£395.00
An attractive Aesthetic Movement Thebes style stool, comprising four ring turned legs with the characteristic dished seat. The double stretchers are each connected to the seat by six decorative struts.
The Thebes stool was originally designed for Liberty & Co by Leonard Wyburd (1865-1958), the director of their Furnishing and Decoration Studio, established in 1883. Liberty registered the design of their stool (Number 16673) at the Patent Office in 1884 and it continued to be sold until about 1919. The Ancient Egyptian original which provided inspiration, was reputed to have been discovered at Thebes, Egypt and was made between 1400 to 1300 BC. It forms part of a collection of Egyptian domestic furniture which had been acquired by the British Museum between 1829 and 1835. Stools were made for Liberty & Co by the firm of William Birch, and/or B. North & Sons, both of High Wycombe, Buckinghamshire.

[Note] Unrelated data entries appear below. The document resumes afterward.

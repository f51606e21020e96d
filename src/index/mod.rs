//! Boundary to the platform's media index.
//!
//! [`HostMediaIndex`] is what the platform provides. The engine never talks to
//! it directly; every call goes through [`AssetIndexAdapter`], which turns
//! `None` lookups and [`IndexError`]s into typed engine errors.

pub mod adapter;
pub mod memory;

use std::path::Path;

use serde::{Deserialize, Serialize};

use crate::models::{Album, Asset, AssetId};

pub use adapter::AssetIndexAdapter;
pub use memory::InMemoryMediaIndex;

#[derive(Debug, Clone, PartialEq, thiserror::Error)]
pub enum IndexError {
    #[error("Album already exists: {0}")]
    AlbumExists(String),

    #[error("Volume is not mounted: {0}")]
    VolumeUnavailable(String),

    #[error("{0}")]
    Host(String),
}

pub type IndexResult<T> = std::result::Result<T, IndexError>;

/// Result of a host delete.
#[derive(Debug, Clone, Copy, PartialEq, Eq, Serialize, Deserialize)]
#[serde(rename_all = "camelCase")]
pub struct DeleteOutcome {
    /// The asset went to a trash it can be restored from.
    pub recoverable: bool,
}

/// Platform media index. Every call may block; each one is atomic from the
/// engine's point of view.
pub trait HostMediaIndex: Send + Sync {
    fn resolve_asset(&self, id: &str) -> IndexResult<Option<Asset>>;

    fn resolve_album(&self, id: &str) -> IndexResult<Option<Album>>;

    fn list_albums(&self) -> IndexResult<Vec<Album>>;

    /// `duplicate = true` copies the asset and returns the new identity.
    fn add_asset_to_album(&self, asset: &Asset, album: &Album, duplicate: bool) -> IndexResult<Option<AssetId>>;

    fn remove_asset_from_album(&self, asset: &Asset, album: &Album) -> IndexResult<()>;

    fn delete_asset(&self, asset: &Asset) -> IndexResult<DeleteOutcome>;

    /// Bring a trashed asset back.
    fn restore_asset(&self, id: &str) -> IndexResult<()>;

    fn create_album(&self, name: &str) -> IndexResult<Album>;

    fn query_free_storage_bytes(&self) -> IndexResult<u64>;

    fn is_volume_mounted(&self, volume: &Path) -> bool;

    /// Tell other consumers of the index to re-scan.
    fn notify_index_changed(&self);
}
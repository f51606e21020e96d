use std::fs;
use std::path::Path;
use std::process::Command;

use anyhow::Result;
use image::codecs::webp::WebPEncoder;
use image::imageops::FilterType;

use super::RenderOptions;
use crate::models::{Asset, MediaType};

/// Renders a scaled preview of an asset into `dest`.
pub trait ThumbnailGenerator: Send + Sync {
    /// Returns the size in bytes of the written file.
    fn render(&self, asset: &Asset, options: &RenderOptions, dest: &Path) -> Result<u64>;

    /// Whether `options.quality` changes the output. When it does not, every
    /// quality of one size shares a single cached render.
    fn uses_quality(&self) -> bool {
        true
    }
}

/// Photos through the `image` crate, videos through an `ffmpeg` frame grab.
#[derive(Debug, Default, Clone, Copy)]
pub struct ImageThumbnailGenerator;

impl ThumbnailGenerator for ImageThumbnailGenerator {
    fn render(&self, asset: &Asset, options: &RenderOptions, dest: &Path) -> Result<u64> {
        match asset.media_type {
            MediaType::Photo => generate_image_thumbnail(&asset.file_path, dest, options)?,
            MediaType::Video => generate_video_thumbnail(&asset.file_path, dest, options)?,
        }
        Ok(fs::metadata(dest)?.len())
    }

    // WebP output from the image crate is lossless only.
    fn uses_quality(&self) -> bool {
        false
    }
}

fn generate_image_thumbnail(source_path: &Path, dest: &Path, options: &RenderOptions) -> Result<()> {
    let img = image::open(source_path)?;
    let thumbnail = img.resize(options.width, options.height, FilterType::Lanczos3);

    let encoder = WebPEncoder::new_lossless(fs::File::create(dest)?);
    thumbnail.write_with_encoder(encoder)?;

    Ok(())
}

fn generate_video_thumbnail(source_path: &Path, dest: &Path, options: &RenderOptions) -> Result<()> {
    let temp_png = dest.with_extension("frame.png");

    let output = Command::new("ffmpeg")
        .arg("-ss").arg("1")
        .arg("-i").arg(source_path)
        .arg("-vframes").arg("1")
        .arg("-vf").arg(format!(
            "scale={}:{}:force_original_aspect_ratio=decrease",
            options.width, options.height
        ))
        .arg("-y")
        .arg(&temp_png)
        .output();

    let result = match output {
        Ok(result) if result.status.success() => generate_image_thumbnail(&temp_png, dest, options),
        Ok(result) => {
            let stderr = String::from_utf8_lossy(&result.stderr);
            Err(anyhow::anyhow!("ffmpeg failed: {}", stderr))
        }
        Err(e) if e.kind() == std::io::ErrorKind::NotFound => Err(anyhow::anyhow!(
            "ffmpeg not found. Please install ffmpeg to generate video thumbnails."
        )),
        Err(e) => Err(anyhow::anyhow!("Failed to run ffmpeg: {}", e)),
    };

    let _ = fs::remove_file(&temp_png);
    result
}
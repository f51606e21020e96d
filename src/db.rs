use std::path::Path;
use std::sync::{Mutex, MutexGuard};

use anyhow::Result;
use rusqlite::{Connection, OptionalExtension};
use serde::de::DeserializeOwned;
use serde::Serialize;

/// Small durable store for engine metadata, keyed by `(namespace, key)`.
pub trait KeyValueStore: Send + Sync {
    fn get(&self, namespace: &str, key: &str) -> Result<Option<String>>;

    fn put(&self, namespace: &str, key: &str, value: &str) -> Result<()>;

    fn delete(&self, namespace: &str, key: &str) -> Result<()>;
}

pub fn store_json<T: Serialize>(store: &dyn KeyValueStore, namespace: &str, key: &str, value: &T) -> Result<()> {
    store.put(namespace, key, &serde_json::to_string(value)?)
}

/// `Ok(None)` when the record is missing; `Err` when it exists but does not parse.
pub fn load_json<T: DeserializeOwned>(store: &dyn KeyValueStore, namespace: &str, key: &str) -> Result<Option<T>> {
    match store.get(namespace, key)? {
        Some(raw) => Ok(Some(serde_json::from_str(&raw)?)),
        None => Ok(None),
    }
}

pub struct Database {
    conn: Mutex<Connection>,
}

impl Database {
    pub fn open(db_path: &Path) -> Result<Self> {
        // Create parent directory if it doesn't exist
        if let Some(parent) = db_path.parent() {
            std::fs::create_dir_all(parent)?;
        }

        Self::with_connection(Connection::open(db_path)?)
    }

    pub fn open_in_memory() -> Result<Self> {
        Self::with_connection(Connection::open_in_memory()?)
    }

    fn with_connection(conn: Connection) -> Result<Self> {
        let db = Database { conn: Mutex::new(conn) };
        db.init_schema()?;
        Ok(db)
    }

    fn conn(&self) -> MutexGuard<'_, Connection> {
        self.conn.lock().unwrap_or_else(|poisoned| poisoned.into_inner())
    }

    fn init_schema(&self) -> Result<()> {
        self.conn().execute(
            "CREATE TABLE IF NOT EXISTS kv_store (
                namespace TEXT NOT NULL,
                key TEXT NOT NULL,
                value TEXT NOT NULL,
                updated_at DATETIME DEFAULT CURRENT_TIMESTAMP,
                PRIMARY KEY (namespace, key)
            )",
            [],
        )?;

        Ok(())
    }
}

impl KeyValueStore for Database {
    fn get(&self, namespace: &str, key: &str) -> Result<Option<String>> {
        let conn = self.conn();
        let mut stmt = conn.prepare("SELECT value FROM kv_store WHERE namespace = ?1 AND key = ?2")?;
        let value = stmt.query_row([namespace, key], |row| row.get(0)).optional()?;
        Ok(value)
    }

    fn put(&self, namespace: &str, key: &str, value: &str) -> Result<()> {
        self.conn().execute(
            "INSERT OR REPLACE INTO kv_store (namespace, key, value, updated_at)
             VALUES (?1, ?2, ?3, CURRENT_TIMESTAMP)",
            [namespace, key, value],
        )?;

        Ok(())
    }

    fn delete(&self, namespace: &str, key: &str) -> Result<()> {
        self.conn().execute(
            "DELETE FROM kv_store WHERE namespace = ?1 AND key = ?2",
            [namespace, key],
        )?;

        Ok(())
    }
}
#[test]
fn failures_are_isolated_per_item() {
    let dir = TempDir::new().unwrap();
    let index = library();
    let organizer = organizer(&dir, index.clone());

    let report = organizer
        .submit(&[
            OperationRequest::move_to("ghost", "albumX"),
            OperationRequest::move_to("photoA", "nowhere"),
            OperationRequest::copy_to("photoB", "albumX"),
            OperationRequest::delete("photoD", true),
        ])
        .unwrap();

    assert_eq!(report.total, 4);
    assert_eq!((report.succeeded, report.failed), (2, 2));
    assert_eq!(report.errors.len(), 2);
    assert_eq!(error_kind(&report, 0), Some(ErrorKind::AssetNotFound));
    assert_eq!(error_kind(&report, 1), Some(ErrorKind::AlbumNotFound));
    assert!(report.results[2].success);
    assert!(report.results[3].success);

    let summary = report.summary();
    assert_eq!(summary.first_error.unwrap().kind, ErrorKind::AssetNotFound);
    assert_eq!(report.retryable_requests().len(), 2);
}

#[test]
fn requests_apply_in_submission_order() {
    let dir = TempDir::new().unwrap();
    let index = library();
    let organizer = organizer(&dir, index.clone());

    let report = organizer
        .submit(&[
            OperationRequest::move_to("photoA", "albumX"),
            OperationRequest::move_to("photoA", "albumY"),
        ])
        .unwrap();

    assert!(report.is_complete_success());
    assert_eq!(index.asset("photoA").unwrap().album_id.as_deref(), Some("albumY"));
    assert_eq!(index.album("albumX").unwrap().item_count, 0);
    assert_eq!(index.album("albumY").unwrap().item_count, 1);

    // Undoing the second move returns the asset to the first target.
    assert!(organizer.undo(report.results[1].undo_token.unwrap()));
    assert_eq!(index.asset("photoA").unwrap().album_id.as_deref(), Some("albumX"));
}

#[test]
fn move_of_asset_without_album_undoes_to_no_album() {
    let dir = TempDir::new().unwrap();
    let index = library();
    index.insert_asset(unsorted_photo("loose"));
    let organizer = organizer(&dir, index.clone());

    let report = organizer.submit(&[OperationRequest::move_to("loose", "albumX")]).unwrap();
    assert_eq!(index.asset("loose").unwrap().album_id.as_deref(), Some("albumX"));

    assert!(organizer.undo(report.results[0].undo_token.unwrap()));
    assert_eq!(index.asset("loose").unwrap().album_id, None);
}

#[test]
fn moving_into_current_album_is_a_no_op() {
    let dir = TempDir::new().unwrap();
    let index = library();
    let organizer = organizer(&dir, index.clone());

    let report = organizer.submit(&[OperationRequest::move_to("photoA", "camera")]).unwrap();
    assert!(report.results[0].success);
    assert!(report.results[0].undo_token.is_none());
    assert_eq!(index.album("camera").unwrap().item_count, 4);
}

#[test]
fn read_only_albums_reject_writes_and_deletes() {
    let dir = TempDir::new().unwrap();
    let index = library();
    let mut favorite = unsorted_photo("fav");
    favorite.album_id = Some("favorites".into());
    index.insert_asset(favorite);
    let organizer = organizer(&dir, index.clone());

    let report = organizer
        .submit(&[
            OperationRequest::move_to("photoA", "favorites"),
            OperationRequest::copy_to("photoA", "favorites"),
            OperationRequest::delete("fav", true),
        ])
        .unwrap();

    assert_eq!(report.failed, 3);
    assert!(report.errors.iter().all(|e| e.kind == ErrorKind::PermissionDenied && e.recoverable));
    assert!(index.asset("fav").is_some());
    assert_eq!(index.asset("photoA").unwrap().album_id.as_deref(), Some("camera"));
}

#[test]
fn unmounted_removable_album_is_fatal() {
    let dir = TempDir::new().unwrap();
    let index = library();
    index.set_volume_mounted("/media/sd", false);
    let organizer = organizer(&dir, index.clone());

    let report = organizer
        .submit(&[
            OperationRequest::move_to("photoA", "sdcard"),
            OperationRequest::move_to("photoB", "albumX"),
        ])
        .unwrap();

    let error = report.results[0].error.clone().unwrap();
    assert_eq!(error.kind, ErrorKind::RemovableMediaUnavailable);
    assert!(!error.recoverable);
    assert!(report.results[1].success);
    assert!(report.retryable_requests().is_empty());
    assert_eq!(report.failed_requests(), vec![OperationRequest::move_to("photoA", "sdcard")]);
}

#[test]
fn retry_resubmits_only_recoverable_failures() {
    let dir = TempDir::new().unwrap();
    let index = library();
    let organizer = organizer(&dir, index.clone());

    let first = organizer
        .submit(&[
            OperationRequest::move_to("late", "albumX"),
            OperationRequest::move_to("photoA", "albumX"),
        ])
        .unwrap();
    assert_eq!(first.failed, 1);

    index.insert_asset(unsorted_photo("late"));
    let retry = organizer.retry_failed(&first).unwrap();

    assert_eq!(retry.total, 1);
    assert_eq!(retry.succeeded, 1);
    assert_eq!(index.asset("late").unwrap().album_id.as_deref(), Some("albumX"));
}

#[test]
fn index_change_is_signalled_only_after_a_success() {
    let dir = TempDir::new().unwrap();
    let index = library();
    let organizer = organizer(&dir, index.clone());

    organizer.submit(&[OperationRequest::delete("photoA", false)]).unwrap();
    assert_eq!(index.change_count(), 0);

    organizer.submit(&[OperationRequest::move_to("photoA", "albumX")]).unwrap();
    assert_eq!(index.change_count(), 1);
}

#[test]
fn counts_always_add_up() {
    let dir = TempDir::new().unwrap();
    let index = library();
    let organizer = organizer(&dir, index.clone());

    let ids = ["photoA", "photoB", "ghost", "photoD"];
    let albums = ["albumX", "albumY", "nowhere", "favorites"];
    for round in 0..4 {
        let requests: Vec<OperationRequest> = (0..6)
            .map(|i| {
                let id = ids[(i + round) % ids.len()];
                let album = albums[(i * 3 + round) % albums.len()];
                match (i + round) % 3 {
                    0 => OperationRequest::move_to(id, album),
                    1 => OperationRequest::copy_to(id, album),
                    _ => OperationRequest::delete(id, i % 2 == 0),
                }
            })
            .collect();

        let report = organizer.submit(&requests).unwrap();
        assert_eq!(report.total, requests.len());
        assert_eq!(report.results.len(), requests.len());
        assert_eq!(report.succeeded + report.failed, report.total);
        assert_eq!(report.errors.len(), report.failed);
        for (result, request) in report.results.iter().zip(&requests) {
            assert_eq!(&result.request, request);
            assert_eq!(result.success, result.error.is_none());
        }
    }
}

struct DenyModify;

impl PermissionGate for DenyModify {
    fn is_granted(&self, scope: AccessScope) -> bool {
        scope == AccessScope::Read
    }
}

#[test]
fn denied_permission_rejects_whole_batch() {
    let dir = TempDir::new().unwrap();
    let index = library();
    let organizer = Organizer::with_parts(
        test_config(&dir),
        index.clone(),
        Arc::new(ImageThumbnailGenerator),
        None,
        Arc::new(DenyModify),
    )
    .unwrap();

    let result = organizer.submit(&[OperationRequest::move_to("photoA", "albumX")]);
    assert!(matches!(result, Err(OrganizeError::PermissionDenied(_))));
    assert_eq!(index.asset("photoA").unwrap().album_id.as_deref(), Some("camera"));
    assert!(matches!(organizer.create_album("New"), Err(OrganizeError::PermissionDenied(_))));
}

#[test]
fn album_creation_rejects_duplicate_titles() {
    let dir = TempDir::new().unwrap();
    let index = library();
    let organizer = organizer(&dir, index.clone());

    let album = organizer.create_album("Holidays").unwrap();
    assert_eq!(index.album(&album.id).unwrap().title, "Holidays");

    let err = organizer.create_album(" holidays ").unwrap_err();
    assert_eq!(err.kind(), ErrorKind::AlbumAlreadyExists);
}

#[test]
fn default_album_comes_from_the_flag_not_the_title() {
    let dir = TempDir::new().unwrap();
    let index = library();
    index.insert_album(Album::user("mine", "Camera"));
    let organizer = organizer(&dir, index);

    let default = organizer.default_album().unwrap().unwrap();
    assert_eq!(default.id, "camera");
    assert_eq!(default.title, "All Photos");
}

/// Wraps the in-memory index. Once armed, the next asset lookup blocks until
/// released, holding a batch in flight. Removals from `failing_album` fail.
struct ScriptedIndex {
    inner: Arc<pengler_organizer::InMemoryMediaIndex>,
    entered: Mutex<Option<Sender<()>>>,
    release: Mutex<Option<Receiver<()>>>,
    failing_album: Option<String>,
}

impl ScriptedIndex {
    fn new(inner: Arc<pengler_organizer::InMemoryMediaIndex>) -> Self {
        Self {
            inner,
            entered: Mutex::new(None),
            release: Mutex::new(None),
            failing_album: None,
        }
    }

    fn failing_removal_from(mut self, album: &str) -> Self {
        self.failing_album = Some(album.to_string());
        self
    }

    /// Returns (entered, release): the first fires when a lookup blocks, the
    /// second lets it go on.
    fn arm(&self) -> (Receiver<()>, Sender<()>) {
        let (entered_tx, entered_rx) = mpsc::channel();
        let (release_tx, release_rx) = mpsc::channel();
        *self.entered.lock().unwrap() = Some(entered_tx);
        *self.release.lock().unwrap() = Some(release_rx);
        (entered_rx, release_tx)
    }
}
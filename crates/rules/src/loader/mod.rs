//! Filesystem loader for YAML rule documents.
//!
//! Scans a rules directory recursively, validates every `MetricRule`
//! document by compiling its code once, and keeps the documents in memory
//! keyed by rule ID. Rules themselves are built on demand so each caller
//! (and each thread) gets its own runtime.

mod core;
mod error;


pub use self::core::RuleLoader;
pub use self::error::{LoadError, LoadResult, LoadStatus, Result};
//! rule-eval: evaluate one scripted rule against metric values.
//!
//! The rule is taken either from a rules directory by ID (`--rule`) or from
//! a single document (`--file`). Metric values are passed positionally in
//! the order the rule's `main` expects them.

use std::path::PathBuf;

use anyhow::{bail, Context};
use clap::Parser;
use tracing::{debug, info};

use lumen_core::config::{load_dotenv, Config};
use lumen_rules::{RuleDocument, RuleLoader};

// ── CLI ─────────────────────────────────────────────────────────────

/// Evaluate a scripted metric rule and print its result.
#[derive(Parser, Debug)]
#[command(name = "rule-eval", version, about)]
struct Cli {
    /// Rules directory to load `--rule` from (defaults to LUMEN_RULES_DIR).
    #[arg(long)]
    rules_dir: Option<PathBuf>,

    /// ID of a rule in the rules directory.
    #[arg(long, conflicts_with = "file", required_unless_present = "file")]
    rule: Option<String>,

    /// Path to a single rule document.
    #[arg(long)]
    file: Option<PathBuf>,

    /// Override or add a global constant, e.g. `--global warning=0.7`.
    #[arg(long = "global", value_parser = parse_global)]
    globals: Vec<(String, f64)>,

    /// Print the result as JSON.
    #[arg(long)]
    json: bool,

    /// Metric values, in argument order.
    #[arg(allow_negative_numbers = true)]
    values: Vec<f64>,
}

fn parse_global(s: &str) -> Result<(String, f64), String> {
    let (name, value) = s
        .split_once('=')
        .ok_or_else(|| format!("expected NAME=VALUE, got '{s}'"))?;
    let name = name.trim();
    if name.is_empty() {
        return Err(format!("missing global name in '{s}'"));
    }
    let value = value
        .trim()
        .parse::<f64>()
        .map_err(|e| format!("invalid value for global '{name}': {e}"))?;
    Ok((name.to_string(), value))
}

fn load_document(cli: &Cli, config: &Config) -> anyhow::Result<RuleDocument> {
    if let Some(path) = &cli.file {
        return RuleLoader::load_file(path)
            .with_context(|| format!("failed to load rule document {}", path.display()));
    }
    let Some(id) = &cli.rule else {
        bail!("either --rule or --file is required");
    };

    let rules_dir = cli.rules_dir.clone().unwrap_or_else(|| config.rules_dir.clone());
    let mut loader = RuleLoader::new(rules_dir);
    let results = loader
        .load_all()
        .with_context(|| format!("failed to scan rules directory {}", loader.rules_dir().display()))?;
    debug!(files = results.len(), rules = loader.len(), "rules directory scanned");

    loader
        .get(id)
        .cloned()
        .with_context(|| format!("rule '{id}' not found in {}", loader.rules_dir().display()))
}

// ── main ────────────────────────────────────────────────────────────

fn main() -> anyhow::Result<()> {
    load_dotenv();
    let config = Config::from_env();

    tracing_subscriber::fmt()
        .with_writer(std::io::stderr)
        .with_env_filter(
            tracing_subscriber::EnvFilter::try_from_default_env()
                .unwrap_or_else(|_| tracing_subscriber::EnvFilter::new(&config.log_filter)),
        )
        .init();

    let cli = Cli::parse();
    debug!(profile = %config.profile_label(), "configuration loaded");

    let doc = load_document(&cli, &config)?;
    let rule = doc.to_rule_with(cli.globals.iter().cloned())?;

    if !doc.metadata.enabled {
        info!(rule_id = %doc.id(), "rule is disabled, evaluating anyway");
    }

    let result = rule.evaluate(&cli.values)?;

    if cli.json {
        let out = serde_json::json!({
            "rule": rule.name(),
            "metrics": cli.values,
            "result": result,
        });
        println!("{out}");
    } else {
        println!("{result}");
    }
    Ok(())
}

#[cfg(test)]
mod tests {
    use super::*;

    #[test]
    fn parse_global_accepts_name_value() {
        assert_eq!(parse_global("warning=0.7"), Ok(("warning".to_string(), 0.7)));
        assert_eq!(parse_global(" offset = -2 "), Ok(("offset".to_string(), -2.0)));
    }

    #[test]
    fn parse_global_requires_equals() {
        let err = parse_global("warning").unwrap_err();
        assert!(err.contains("expected NAME=VALUE"));
    }

    #[test]
    fn parse_global_requires_name() {
        let err = parse_global("=1").unwrap_err();
        assert!(err.contains("missing global name"));
    }

    #[test]
    fn parse_global_rejects_non_numeric_value() {
        let err = parse_global("warning=high").unwrap_err();
        assert!(err.contains("invalid value for global 'warning'"));
    }

    #[test]
    fn cli_collects_globals_and_negative_values() {
        let cli = Cli::try_parse_from([
            "rule-eval",
            "--file",
            "rule.yml",
            "--global",
            "critical=110",
            "--global",
            "warning=50",
            "85",
            "-1.5",
        ])
        .unwrap();
        assert_eq!(
            cli.globals,
            vec![("critical".to_string(), 110.0), ("warning".to_string(), 50.0)]
        );
        assert_eq!(cli.values, vec![85.0, -1.5]);
        assert!(cli.rule.is_none());
    }

    #[test]
    fn cli_requires_rule_or_file() {
        assert!(Cli::try_parse_from(["rule-eval", "1"]).is_err());
        assert!(Cli::try_parse_from(["rule-eval", "--rule", "a", "--file", "b.yml"]).is_err());
    }
}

A revival of interest in the art and architecture of Ancient Egypt may have been encouraged by the opening of the Egyptian Court at the Crystal Palace at Sydenham, London, in 1854. Egyptian-influenced furniture had already been made by Morris, Faulkner & Co (the forerunner of Morris & Co) between 1857 and 1858, and designed during the 1870s by tastemakers Dr Christopher Dresser (1834-1904) and Edward William Godwin (1833-1886).
Other examples of the design and variations on it survive. The popular Victorian painter Sir Lawrence Alma-Tadema owned an elaborate version in ebony and ivory which was illustrated in “Some English Artists and Their Studios” by Cosmo Monkhouse, in The Century Illustrated Monthly Magazine, number 24 (1882). Various examples were produced in walnut, mahogany, oak and beech.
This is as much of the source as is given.